In depth structured interviews were conducted with 45 women who identify as Black, are mandated to community corrections (probation, parole or an ATI program), and report using illicit drug or binge drinking in the past 90 days. Participants were women who participated in a randomized controlled trial testing effectiveness of E-WORTH an Afrocentric HIV prevention intervention for Black women in community corrections. Interviews elicited participant’s service needs and experience and interaction with service providers, as well as their experience of using service linkage tool of E-WORTH. Interviews were transcribed verbatim and coded thematically by two MSW level research assistants using NVivo qualitative data analysis software.

Findings:

The mean age of women was 31.5 (sd=11.06), 62% had less than a HS diploma, 44% were unemployed, 68% diagnosed with depression, 24.4% had been homeless in the past 90 days, and 29% did not have enough money to purchase food in past 90 days, and 71% received state/gov food assistance. Thematic analysis reveals that participants expressed primary needs around housing, employment, and education. Participants conveyed multiple experiences of feeling stigma due to drug use and criminal justice involvement were discussed, as well as participant experiences of racism from and mistrust of their health care provider.  However, participants responded positively to the service linkage tool that was part of the intervention, with some being linked to services due to the tool., Some participants reported an increased prioritization of their personal health accompanied by an increase in willingness to go to medical professionals due to their involvement in EWORTH. Participants described a sense of “sisterhood” and “vibing” (strong social cohesion) within the Afro-centric EWORTH intervention.
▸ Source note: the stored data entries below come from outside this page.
//! Method/member transformer registry.
//!
//! Maps a method or member of the query language (keyed by declaring type and name) to the
//! relational fragment that evaluates it, e.g. `String.ToUpper()` → `UPPER(x)`. Calls without a
//! registered transformer fall back to a client-evaluated [`SqlExpr::MethodCall`].
//!
//! The registry is populated once, before the first translation, and is read-only afterwards.

use std::collections::HashMap;

use crate::{
    preparation::errors::PreparationError,
    query_model::{DataType, MemberRef, MethodRef, SymbolKey},
    sql_statement::SqlExpr,
};

mod date_time;
mod math;
mod string;

/// A method call whose object and arguments are already prepared.
#[derive(Debug, Clone)]
pub struct PreparedMethodCall {
    pub method: MethodRef,
    pub object: Option<SqlExpr>,
    pub args: Vec<SqlExpr>,
    pub result_type: DataType,
}

impl PreparedMethodCall {
    /// Fails unless the call has between `min` and `max` arguments.
    pub fn expect_args(&self, min: usize, max: usize) -> Result<(), PreparationError> {
        let actual = self.args.len();
        if actual < min || actual > max {
            let expected = if min == max {
                min.to_string()
            } else {
                format!("{}..={}", min, max)
            };
            return Err(PreparationError::ArgumentCount {
                method: self.method.key(),
                expected,
                actual,
            });
        }
        Ok(())
    }

    /// The instance the method is called on; static calls have none.
    pub fn take_object(&mut self) -> Result<SqlExpr, PreparationError> {
        self.object.take().ok_or_else(|| {
            PreparationError::UnsupportedExpression(format!(
                "static call to instance method {}",
                self.method
            ))
        })
    }
}

pub type MethodTransform = fn(PreparedMethodCall) -> Result<SqlExpr, PreparationError>;
pub type MemberTransform = fn(SqlExpr, &MemberRef) -> SqlExpr;

#[derive(Clone, Default)]
pub struct MethodCallTransformerRegistry {
    methods: HashMap<SymbolKey, MethodTransform>,
    members: HashMap<SymbolKey, MemberTransform>,
}

impl MethodCallTransformerRegistry {
    pub fn new() -> Self {
        Self::default()
    }

    /// Registry with the string, math and date/time transformers.
    pub fn with_defaults() -> Self {
        let mut registry = Self::new();
        string::register(&mut registry);
        math::register(&mut registry);
        date_time::register(&mut registry);
        registry
    }

    pub fn register_method(&mut self, declaring_type: &str, name: &str, transform: MethodTransform) {
        self.methods
            .insert(SymbolKey::new(declaring_type, name), transform);
    }

    pub fn register_member(&mut self, declaring_type: &str, name: &str, transform: MemberTransform) {
        self.members
            .insert(SymbolKey::new(declaring_type, name), transform);
    }

    pub fn get_method(&self, key: &SymbolKey) -> Option<MethodTransform> {
        self.methods.get(key).copied()
    }

    pub fn get_member(&self, key: &SymbolKey) -> Option<MemberTransform> {
        self.members.get(key).copied()
    }

    pub fn method_count(&self) -> usize {
        self.methods.len()
    }
}

lazy_static::lazy_static! {
    pub static ref DEFAULT_METHOD_CALL_TRANSFORMERS: MethodCallTransformerRegistry =
        MethodCallTransformerRegistry::with_defaults();
}

#[cfg(test)]
mod tests {
    use super::*;
    use test_case::test_case;

    fn call(declaring_type: &str, name: &str, object: Option<SqlExpr>, args: Vec<SqlExpr>) -> SqlExpr {
        let method = MethodRef::new(declaring_type, name);
        let transform = DEFAULT_METHOD_CALL_TRANSFORMERS
            .get_method(&method.key())
            .unwrap_or_else(|| panic!("no transformer for {}", method));
        transform(PreparedMethodCall {
            method,
            object,
            args,
            result_type: DataType::String,
        })
        .unwrap()
    }

    fn name_column() -> SqlExpr {
        SqlExpr::column("t0", "Name", DataType::String, false)
    }

    #[test_case("ToUpper", "UPPER" ; "upper")]
    #[test_case("ToLower", "LOWER" ; "lower")]
    #[test_case("TrimStart", "LTRIM" ; "trim start")]
    #[test_case("TrimEnd", "RTRIM" ; "trim end")]
    fn test_single_function_string_methods(method: &str, function: &str) {
        match call("String", method, Some(name_column()), vec![]) {
            SqlExpr::Function(f) => {
                assert_eq!(f.name, function);
                assert_eq!(f.args, vec![name_column()]);
            }
            other => panic!("expected function, got {:?}", other),
        }
    }

    #[test]
    fn test_unknown_method_is_not_registered() {
        let key = SymbolKey::new("String", "Normalize");
        assert!(DEFAULT_METHOD_CALL_TRANSFORMERS.get_method(&key).is_none());
        assert!(DEFAULT_METHOD_CALL_TRANSFORMERS.method_count() > 10);
    }

    #[test]
    fn test_wrong_argument_count_is_reported() {
        let method = MethodRef::new("String", "Replace");
        let transform = DEFAULT_METHOD_CALL_TRANSFORMERS
            .get_method(&method.key())
            .unwrap();
        let err = transform(PreparedMethodCall {
            method,
            object: Some(name_column()),
            args: vec![SqlExpr::literal_int(1)],
            result_type: DataType::String,
        })
        .unwrap_err();
        assert!(matches!(err, PreparationError::ArgumentCount { actual: 1, .. }));
    }
}
//! Human-readable rendering of statements for logs and the CLI.
//!
//! `Statement` prints as a tree; `SqlExpr` prints in a compact SQL-like notation. Neither is a
//! dialect renderer.

use std::fmt;

use super::{
    sql_expr::{SqlExpr, SqlUnaryOp},
    AggregationModifier, JoinInfo, SqlTable, Statement, TableSource,
};

fn join<T: fmt::Display>(items: impl IntoIterator<Item = T>, separator: &str) -> String {
    items
        .into_iter()
        .map(|item| item.to_string())
        .collect::<Vec<_>>()
        .join(separator)
}

impl fmt::Display for SqlExpr {
    fn fmt(&self, f: &mut fmt::Formatter<'_>) -> fmt::Result {
        match self {
            SqlExpr::Literal(literal) => write!(f, "{}", literal.value),
            SqlExpr::Constant(constant) => write!(f, "@{}", constant.value),
            SqlExpr::Column(column) => write!(f, "[{}].[{}]", column.owning_alias, column.name),
            SqlExpr::Entity(entity) => match entity.name() {
                Some(name) => write!(f, "[{}].* AS {}", entity.table_alias(), name),
                None => write!(f, "[{}].*", entity.table_alias()),
            },
            SqlExpr::Named(named) => match &named.name {
                Some(name) => write!(f, "{} AS [{}]", named.expr, name),
                None => write!(f, "{}", named.expr),
            },
            SqlExpr::TableReference(reference) => {
                write!(f, "TABLE-REF({}, {})", reference.table, reference.item_type)
            }
            SqlExpr::Member(access) => write!(f, "{}.{}", access.expr, access.member.name),
            SqlExpr::EntityRefMember(marker) => write!(
                f,
                "ENTITY-REF-MEMBER([{}].{})",
                marker.entity.table_alias(),
                marker.member.name
            ),
            SqlExpr::EntityConstant(constant) => match &constant.identity {
                Some(identity) => write!(f, "ENTITY({})", identity),
                None => write!(f, "ENTITY({}: {})", constant.entity_type, constant.value),
            },
            SqlExpr::Unary(unary) => match unary.op {
                SqlUnaryOp::Not => write!(f, "NOT ({})", unary.operand),
                SqlUnaryOp::Negate => write!(f, "-({})", unary.operand),
            },
            SqlExpr::Convert(convert) => {
                write!(f, "CONVERT({}, {})", convert.target, convert.operand)
            }
            SqlExpr::Binary(binary) => write!(
                f,
                "({} {} {})",
                binary.left,
                binary.op.symbol(),
                binary.right
            ),
            SqlExpr::IsNull(inner) => write!(f, "{} IS NULL", inner),
            SqlExpr::IsNotNull(inner) => write!(f, "{} IS NOT NULL", inner),
            SqlExpr::Case(case) => {
                write!(f, "CASE")?;
                for when_then in &case.cases {
                    write!(f, " WHEN {} THEN {}", when_then.when, when_then.then)?;
                }
                if let Some(else_value) = &case.else_value {
                    write!(f, " ELSE {}", else_value)?;
                }
                write!(f, " END")
            }
            SqlExpr::Coalesce(coalesce) => {
                write!(f, "COALESCE({}, {})", coalesce.left, coalesce.right)
            }
            SqlExpr::In(in_expr) => write!(f, "{} IN {}", in_expr.item, in_expr.set),
            SqlExpr::Collection(collection) => {
                write!(f, "({})", join(&collection.items, ", "))
            }
            SqlExpr::Exists(inner) => write!(f, "EXISTS{}", inner),
            SqlExpr::Like(like) => {
                write!(f, "{} LIKE {}", like.expr, like.pattern)?;
                if let Some(escape) = like.escape {
                    write!(f, " ESCAPE '{}'", escape)?;
                }
                Ok(())
            }
            SqlExpr::Aggregation(aggregation) => match aggregation.modifier {
                AggregationModifier::Count => write!(f, "COUNT(*)"),
                modifier => write!(f, "{}({})", modifier, aggregation.expr),
            },
            SqlExpr::RowNumber(row_number) => {
                let orderings = join(
                    row_number
                        .orderings
                        .iter()
                        .map(|o| format!("{} {}", o.expression, o.direction)),
                    ", ",
                );
                write!(f, "ROW_NUMBER() OVER (ORDER BY {})", orderings)
            }
            SqlExpr::Function(function) => {
                write!(f, "{}({})", function.name, join(&function.args, ", "))
            }
            SqlExpr::MethodCall(call) => {
                let object = call
                    .object
                    .as_ref()
                    .map(|o| o.to_string())
                    .unwrap_or_else(|| call.method.declaring_type.clone());
                write!(
                    f,
                    "CLIENT {}.{}({})",
                    object,
                    call.method.name,
                    join(&call.args, ", ")
                )
            }
            SqlExpr::SubStatement(statement) => write!(f, "({})", statement.to_sql_like()),
            SqlExpr::New(new) => {
                let members = join(
                    new.members
                        .iter()
                        .map(|m| format!("{} AS [{}]", m.expr, m.name)),
                    ", ",
                );
                write!(f, "NEW {}({})", new.type_name, members)
            }
            SqlExpr::Grouping(grouping) => {
                write!(f, "GROUPING(KEY: {}, ELEMENT: {}", grouping.key, grouping.element)?;
                if !grouping.aggregations.is_empty() {
                    write!(f, ", AGGREGATIONS: {}", join(&grouping.aggregations, ", "))?;
                }
                write!(f, ")")
            }
            SqlExpr::TypeCheck(check) => write!(f, "{} IS {}", check.expr, check.target),
            SqlExpr::ConvertedBoolean(inner) => {
                if inner.is_predicate() {
                    write!(f, "CASE WHEN {} THEN 1 ELSE 0 END", inner)
                } else {
                    write!(f, "{}", inner)
                }
            }
        }
    }
}

impl Statement {
    /// Single-line SQL-like form, used when a statement is nested inside an expression.
    pub fn to_sql_like(&self) -> String {
        let mut sql = String::from("SELECT ");
        if self.is_distinct {
            sql.push_str("DISTINCT ");
        }
        if let Some(top) = &self.top_expression {
            sql.push_str(&format!("TOP ({}) ", top));
        }
        sql.push_str(&self.select_projection.to_string());
        if !self.tables.is_empty() {
            sql.push_str(" FROM ");
            sql.push_str(&join(self.tables.iter().map(table_label), ", "));
        }
        if let Some(condition) = &self.where_condition {
            sql.push_str(&format!(" WHERE {}", condition));
        }
        if let Some(group_by) = &self.group_by_expression {
            sql.push_str(&format!(" GROUP BY {}", group_by));
        }
        if !self.orderings.is_empty() {
            let orderings = join(
                self.orderings
                    .iter()
                    .map(|o| format!("{} {}", o.expression, o.direction)),
                ", ",
            );
            sql.push_str(&format!(" ORDER BY {}", orderings));
        }
        sql
    }

    fn fmt_with_tree(
        &self,
        f: &mut fmt::Formatter<'_>,
        prefix: &str,
        is_last: bool,
        is_root: bool,
    ) -> fmt::Result {
        let (branch, next_prefix) = tree_branch(is_last);
        let header = format!("Statement({:?})", self.shape);
        if is_root {
            writeln!(f, "\n{}", header)?;
        } else {
            writeln!(f, "{}{}{}", prefix, branch, header)?;
        }
        let child_prefix = if is_root {
            String::new()
        } else {
            format!("{}{}", prefix, next_prefix)
        };

        let mut lines: Vec<String> = vec![format!("projection: {}", self.select_projection)];
        if self.is_distinct {
            lines.push("distinct".to_string());
        }
        if let Some(top) = &self.top_expression {
            lines.push(format!("top: {}", top));
        }
        if self.aggregation_modifier != AggregationModifier::None {
            lines.push(format!("aggregation: {}", self.aggregation_modifier));
        }
        if let Some(condition) = &self.where_condition {
            lines.push(format!("where: {}", condition));
        }
        if let Some(group_by) = &self.group_by_expression {
            lines.push(format!("group by: {}", group_by));
        }
        for ordering in &self.orderings {
            lines.push(format!(
                "order by: {} {}",
                ordering.expression, ordering.direction
            ));
        }

        let total = lines.len() + self.tables.len();
        for (i, line) in lines.iter().enumerate() {
            let (branch, _) = tree_branch(i + 1 == total);
            writeln!(f, "{}{}{}", child_prefix, branch, line)?;
        }
        for (i, table) in self.tables.iter().enumerate() {
            fmt_table(f, table, &child_prefix, lines.len() + i + 1 == total)?;
        }
        Ok(())
    }
}

/// Branch glyph for a node and the prefix continuing below it.
fn tree_branch(is_last: bool) -> (&'static str, &'static str) {
    if is_last {
        ("└── ", "    ")
    } else {
        ("├── ", "│   ")
    }
}

fn table_label(table: &SqlTable) -> String {
    match &table.source {
        TableSource::Unresolved(unresolved) => format!("UNRESOLVED({})", unresolved.item_type),
        TableSource::Simple(simple) => format!("[{}] AS [{}]", simple.table_name, simple.alias),
        TableSource::SubStatement(sub) => {
            format!("({}) AS [{}]", sub.statement.to_sql_like(), sub.alias)
        }
        TableSource::GroupReference(group) => {
            format!("GROUP-REF({})", group.referenced_group_source)
        }
        TableSource::Joined(JoinInfo::Unresolved(join)) => format!(
            "UNRESOLVED-JOIN([{}].{})",
            join.originating.table_alias(),
            join.member.name
        ),
        TableSource::Joined(JoinInfo::UnresolvedCollection(join)) => {
            format!("UNRESOLVED-COLLECTION({}.{})", join.source, join.member.name)
        }
        TableSource::Joined(JoinInfo::Resolved(join)) => {
            let foreign = SqlTable::new(table.id, (*join.foreign).clone(), table.semantics);
            format!(
                "{:?} JOIN {} ON {}",
                table.semantics,
                table_label(&foreign),
                join.condition
            )
        }
    }
}

fn fmt_table(
    f: &mut fmt::Formatter<'_>,
    table: &SqlTable,
    prefix: &str,
    is_last: bool,
) -> fmt::Result {
    let (branch, next_prefix) = tree_branch(is_last);
    writeln!(f, "{}{}table {}: {}", prefix, branch, table.id, table_label(table))?;
    let joins: Vec<&SqlTable> = table.joins().collect();
    let n = joins.len();
    for (i, join) in joins.into_iter().enumerate() {
        fmt_table(f, join, &format!("{}{}", prefix, next_prefix), i + 1 == n)?;
    }
    Ok(())
}

impl fmt::Display for Statement {
    fn fmt(&self, f: &mut fmt::Formatter<'_>) -> fmt::Result {
        self.fmt_with_tree(f, "", true, true)
    }
}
Conclusion and Implications:

Study participants described a need for a variety of services, as well as barriers to access such as stigma and mistrust of providers that aligns with current research literature. Findings suggest that culturally-specific interventions like EWORTH can increase linkage to much needed services and address the intersection of stigma that Black women who use drugs and are involved with the criminal justice system encounter.